Biomarker Discovery in Wilson's Disease-A Path Toward Improved Diagnosis and Management: A Comprehensive Review.

Abstract

Wilson's disease (WD) is a rare autosomal recessive disorder characterized by defective copper metabolism, which leads to hepatic and neurological damage. The clinical presentation of WD varies significantly, often resulting in delayed diagnosis and an increased risk of irreversible complications. Current diagnostic tools, including biochemical assays, imaging techniques, and genetic testing, lack sufficient specificity and sensitivity, highlighting the need for novel biomarkers for early diagnosis and treatment monitoring. This review explores emerging biomarkers for both hepatic and neurological manifestations of WD, including blood-based molecular markers such as cytokines, proteases, oxidative stress indicators, inflammasomes, and gut microbiota signatures.

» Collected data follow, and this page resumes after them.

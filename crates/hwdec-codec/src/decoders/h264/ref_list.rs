//! H.264 参考图像列表构建, 对应标准 8.2.4.

use std::cmp::Reverse;

use crate::accelerator::ReferenceEntry;
use crate::arena::PicId;
use crate::parsers::h264::{RefPicListMod, SliceHeader};

use super::dpb::H264Dpb;
use super::picture::{FieldMask, H264Picture};

/// 参考列表中的一项: DPB 条目及其被参考的场
#[derive(Debug, Clone, Copy, PartialEq, Eq)]
pub struct RefPic {
    /// DPB 条目
    pub id: PicId,
    /// 参考的场, 帧解码时为 FRAME
    pub parity: FieldMask,
}

/// 当前 slice 的 RefPicList0 / RefPicList1
#[derive(Debug, Clone, Default, PartialEq, Eq)]
pub struct RefPicLists {
    /// RefPicList0
    pub list0: Vec<RefPic>,
    /// RefPicList1
    pub list1: Vec<RefPic>,
}

impl H264Dpb {
    /// 以当前 frame_num 重新计算全部条目的 FrameNumWrap (8-27)
    pub fn update_frame_num_wraps(&mut self, cur_frame_num: u32) {
        let max_frame_num = self.max_frame_num as i32;
        for &id in &self.pictures {
            if let Some(pic) = self.arena.get_mut(id) {
                pic.frame_num_wrap = if pic.frame_num > cur_frame_num {
                    pic.frame_num as i32 - max_frame_num
                } else {
                    pic.frame_num as i32
                };
            }
        }
    }

    /// 为当前 slice 构建参考列表: 初始化、修改并截断到活动长度
    pub fn build_ref_lists(
        &mut self,
        cur: &H264Picture,
        structure: FieldMask,
        slice: &SliceHeader,
    ) -> RefPicLists {
        if slice.slice_type.is_intra() {
            return RefPicLists::default();
        }
        self.update_frame_num_wraps(cur.frame_num);

        let cur_poc = cur.field_poc(structure);
        let (mut list0, mut list1) = if structure.is_field() {
            self.init_field_lists(structure, cur_poc, slice.slice_type.is_b())
        } else {
            self.init_frame_lists(cur_poc, slice.slice_type.is_b())
        };

        if list1.len() > 1 && list1 == list0 {
            list1.swap(0, 1);
        }

        let num_l0 = slice.num_ref_idx_l0_active_minus1 as usize + 1;
        self.modify_list(&mut list0, &slice.ref_pic_list_mod_l0, cur, structure, num_l0);
        if slice.slice_type.is_b() {
            let num_l1 = slice.num_ref_idx_l1_active_minus1 as usize + 1;
            self.modify_list(&mut list1, &slice.ref_pic_list_mod_l1, cur, structure, num_l1);
        } else {
            list1.clear();
        }

        RefPicLists { list0, list1 }
    }

    /// 转换为加速器使用的参考描述, 跳过没有表面的 "不存在" 帧
    pub fn ref_entries(&self, list: &[RefPic]) -> Vec<ReferenceEntry> {
        list.iter()
            .filter_map(|r| {
                let pic = self.arena.get(r.id)?;
                let surface = pic.surface.as_ref()?;
                Some(ReferenceEntry {
                    surface: surface.id(),
                    poc: pic.field_poc(r.parity),
                    long_term: pic.long_term.intersects(r.parity),
                    structure: r.parity.structure(),
                })
            })
            .collect()
    }

    // ============================================================
    // 初始列表
    // ============================================================

    /// 帧解码的初始列表 (8.2.4.2.1 / 8.2.4.2.3)
    fn init_frame_lists(&self, cur_poc: i32, is_b: bool) -> (Vec<RefPic>, Vec<RefPic>) {
        let mut short: Vec<_> = self
            .entries()
            .filter(|(_, pic)| pic.is_short_term_frame())
            .collect();
        let mut long: Vec<_> = self
            .entries()
            .filter(|(_, pic)| pic.is_long_term_frame())
            .collect();
        long.sort_by_key(|(_, pic)| pic.long_term_frame_idx);
        let long = long.into_iter().map(|(id, _)| frame_ref(id));

        if !is_b {
            short.sort_by_key(|(_, pic)| Reverse(pic.frame_num_wrap));
            let list0 = short.into_iter().map(|(id, _)| frame_ref(id)).chain(long).collect();
            return (list0, Vec::new());
        }

        let (before, after) = split_by_poc(short, cur_poc, |pic| pic.poc, false);
        let list0 = before.iter().chain(&after).map(|&id| frame_ref(id));
        let list1 = after.iter().chain(&before).map(|&id| frame_ref(id));
        let long: Vec<_> = long.collect();
        (
            list0.chain(long.iter().copied()).collect(),
            list1.chain(long.iter().copied()).collect(),
        )
    }

    /// 场解码的初始列表 (8.2.4.2.2 / 8.2.4.2.4 / 8.2.4.2.5)
    fn init_field_lists(&self, structure: FieldMask, cur_poc: i32, is_b: bool) -> (Vec<RefPic>, Vec<RefPic>) {
        let mut short: Vec<_> = self
            .entries()
            .filter(|(_, pic)| !pic.short_term.is_empty())
            .collect();
        let mut long: Vec<_> = self
            .entries()
            .filter(|(_, pic)| !pic.long_term.is_empty())
            .collect();
        long.sort_by_key(|(_, pic)| pic.long_term_frame_idx);
        let long: Vec<_> = long.into_iter().map(|(id, _)| id).collect();

        let long_fields = self.interleave_fields(&long, structure, |pic| pic.long_term);
        if !is_b {
            short.sort_by_key(|(_, pic)| Reverse(pic.frame_num_wrap));
            let frames: Vec<_> = short.into_iter().map(|(id, _)| id).collect();
            let mut list0 = self.interleave_fields(&frames, structure, |pic| pic.short_term);
            list0.extend(long_fields);
            return (list0, Vec::new());
        }

        // 条目 POC 只统计被标记为短期参考的场, 与当前 POC 相等的归入前半部分
        let (before, after) = split_by_poc(short, cur_poc, short_term_poc, true);
        let frames0: Vec<_> = before.iter().chain(&after).copied().collect();
        let frames1: Vec<_> = after.iter().chain(&before).copied().collect();
        let mut list0 = self.interleave_fields(&frames0, structure, |pic| pic.short_term);
        let mut list1 = self.interleave_fields(&frames1, structure, |pic| pic.short_term);
        list0.extend(long_fields.iter().copied());
        list1.extend(long_fields);
        (list0, list1)
    }

    /// 从帧列表交替取出同/反奇偶性的场, 一方取尽后追加另一方剩余的场
    fn interleave_fields(
        &self,
        frames: &[PicId],
        structure: FieldMask,
        marked: impl Fn(&H264Picture) -> FieldMask,
    ) -> Vec<RefPic> {
        let parities = [structure, structure.opposite()];
        let has = |idx: usize, parity: FieldMask| {
            self.arena
                .get(frames[idx])
                .is_some_and(|pic| marked(pic).contains(parity))
        };

        let mut out = Vec::new();
        let mut next = [0usize; 2];
        let mut turn = 0;
        loop {
            let parity = parities[turn];
            while next[turn] < frames.len() && !has(next[turn], parity) {
                next[turn] += 1;
            }
            if next[turn] >= frames.len() {
                let other = 1 - turn;
                for idx in next[other]..frames.len() {
                    if has(idx, parities[other]) {
                        out.push(RefPic {
                            id: frames[idx],
                            parity: parities[other],
                        });
                    }
                }
                break;
            }
            out.push(RefPic {
                id: frames[next[turn]],
                parity,
            });
            next[turn] += 1;
            turn = 1 - turn;
        }
        out
    }

    fn entries(&self) -> impl Iterator<Item = (PicId, &H264Picture)> {
        self.pictures
            .iter()
            .filter_map(|&id| self.arena.get(id).map(|pic| (id, pic)))
    }

    // ============================================================
    // 列表修改 (8.2.4.3)
    // ============================================================

    fn modify_list(
        &mut self,
        list: &mut Vec<RefPic>,
        ops: &[RefPicListMod],
        cur: &H264Picture,
        structure: FieldMask,
        num_active: usize,
    ) {
        list.truncate(num_active);
        if ops.is_empty() {
            return;
        }

        let (curr_pic_num, max_pic_num) = if structure.is_field() {
            (2 * cur.frame_num as i32 + 1, 2 * self.max_frame_num as i32)
        } else {
            (cur.frame_num as i32, self.max_frame_num as i32)
        };
        let mut pic_num_pred = curr_pic_num;
        let mut ref_idx = 0usize;

        for &op in ops {
            let found = match op {
                RefPicListMod::ShortTermSub {
                    abs_diff_pic_num_minus1,
                }
                | RefPicListMod::ShortTermAdd {
                    abs_diff_pic_num_minus1,
                } => {
                    let abs_diff = i64::from(abs_diff_pic_num_minus1) + 1;
                    let no_wrap = if matches!(op, RefPicListMod::ShortTermSub { .. }) {
                        i64::from(pic_num_pred) - abs_diff
                    } else {
                        i64::from(pic_num_pred) + abs_diff
                    };
                    // 结果落在 [0, MaxPicNum) 内, 转换不会失败
                    let no_wrap = no_wrap.rem_euclid(i64::from(max_pic_num)) as i32;
                    pic_num_pred = no_wrap;
                    let pic_num = if no_wrap > curr_pic_num {
                        no_wrap - max_pic_num
                    } else {
                        no_wrap
                    };
                    let found = self.find_by_pic_num(pic_num, structure);
                    if found.is_none() {
                        self.record_missing_reference("ref_list_mod_short", pic_num);
                    }
                    found
                }
                RefPicListMod::LongTerm { long_term_pic_num } => {
                    let found = self.find_by_long_term_pic_num(long_term_pic_num as i32, structure);
                    if found.is_none() {
                        self.record_missing_reference("ref_list_mod_long", long_term_pic_num as i32);
                    }
                    found
                }
            };

            let Some(pic) = found else {
                continue;
            };
            let at = ref_idx.min(list.len());
            list.insert(at, pic);
            ref_idx += 1;
            let mut pos = at + 1;
            while pos < list.len() {
                if list[pos] == pic {
                    list.remove(pos);
                } else {
                    pos += 1;
                }
            }
            list.truncate(num_active);
        }
    }

    /// 按 PicNum 查找短期参考 (依赖 `update_frame_num_wraps`)
    fn find_by_pic_num(&self, pic_num: i32, structure: FieldMask) -> Option<RefPic> {
        self.entries().find_map(|(id, pic)| {
            if !structure.is_field() {
                return (pic.is_short_term_frame() && pic.frame_num_wrap == pic_num).then_some(frame_ref(id));
            }
            [structure, structure.opposite()].into_iter().find_map(|parity| {
                let field_pic_num = if parity == structure {
                    2 * pic.frame_num_wrap + 1
                } else {
                    2 * pic.frame_num_wrap
                };
                (pic.short_term.contains(parity) && field_pic_num == pic_num).then_some(RefPic { id, parity })
            })
        })
    }

    /// 按 LongTermPicNum 查找长期参考
    fn find_by_long_term_pic_num(&self, long_term_pic_num: i32, structure: FieldMask) -> Option<RefPic> {
        self.entries().find_map(|(id, pic)| {
            let idx = pic.long_term_frame_idx as i32;
            if !structure.is_field() {
                return (pic.is_long_term_frame() && idx == long_term_pic_num).then_some(frame_ref(id));
            }
            [structure, structure.opposite()].into_iter().find_map(|parity| {
                let num = if parity == structure { 2 * idx + 1 } else { 2 * idx };
                (pic.long_term.contains(parity) && num == long_term_pic_num).then_some(RefPic { id, parity })
            })
        })
    }
}

fn frame_ref(id: PicId) -> RefPic {
    RefPic {
        id,
        parity: FieldMask::FRAME,
    }
}

/// 场解码时条目的 POC: 取被短期参考的场中的最小值
fn short_term_poc(pic: &H264Picture) -> i32 {
    [FieldMask::TOP, FieldMask::BOTTOM]
        .into_iter()
        .filter(|&parity| pic.short_term.contains(parity))
        .map(|parity| pic.field_poc(parity))
        .min()
        .unwrap_or(pic.poc)
}

/// 按 POC 拆分为 "之前" (降序) 与 "之后" (升序) 两组
fn split_by_poc(
    entries: Vec<(PicId, &H264Picture)>,
    cur_poc: i32,
    poc_of: impl Fn(&H264Picture) -> i32,
    include_equal: bool,
) -> (Vec<PicId>, Vec<PicId>) {
    let (mut before, mut after): (Vec<_>, Vec<_>) = entries
        .into_iter()
        .map(|(id, pic)| (id, poc_of(pic)))
        .partition(|&(_, poc)| poc < cur_poc || (include_equal && poc == cur_poc));
    before.sort_by_key(|&(_, poc)| Reverse(poc));
    after.sort_by_key(|&(_, poc)| poc);
    (
        before.into_iter().map(|(id, _)| id).collect(),
        after.into_iter().map(|(id, _)| id).collect(),
    )
}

Recent studies have identified neurofilament light chain (NfL), pentraxin 3 (PTX3), caspase-3/XIAP, and NLRP3 inflammasome activation as promising indicators of neurological impairment. Additionally, markers like soluble CD163 (sCD163) and apoptosis antigen 1 (APO-1) show potential for assessing hepatic dysfunction. Metabolomic and proteomic analyses further suggest distinct molecular profiles associated with different WD subtypes, while microRNA-based biomarkers offer novel insights into disease progression. Identifying and validating these biomarkers could enhance early diagnosis, predict neurological deterioration, and optimize treatment strategies, ultimately improving patient outcomes. Further research is needed to integrate these biomarkers into clinical practice and establish standardized protocols for their use in WD management.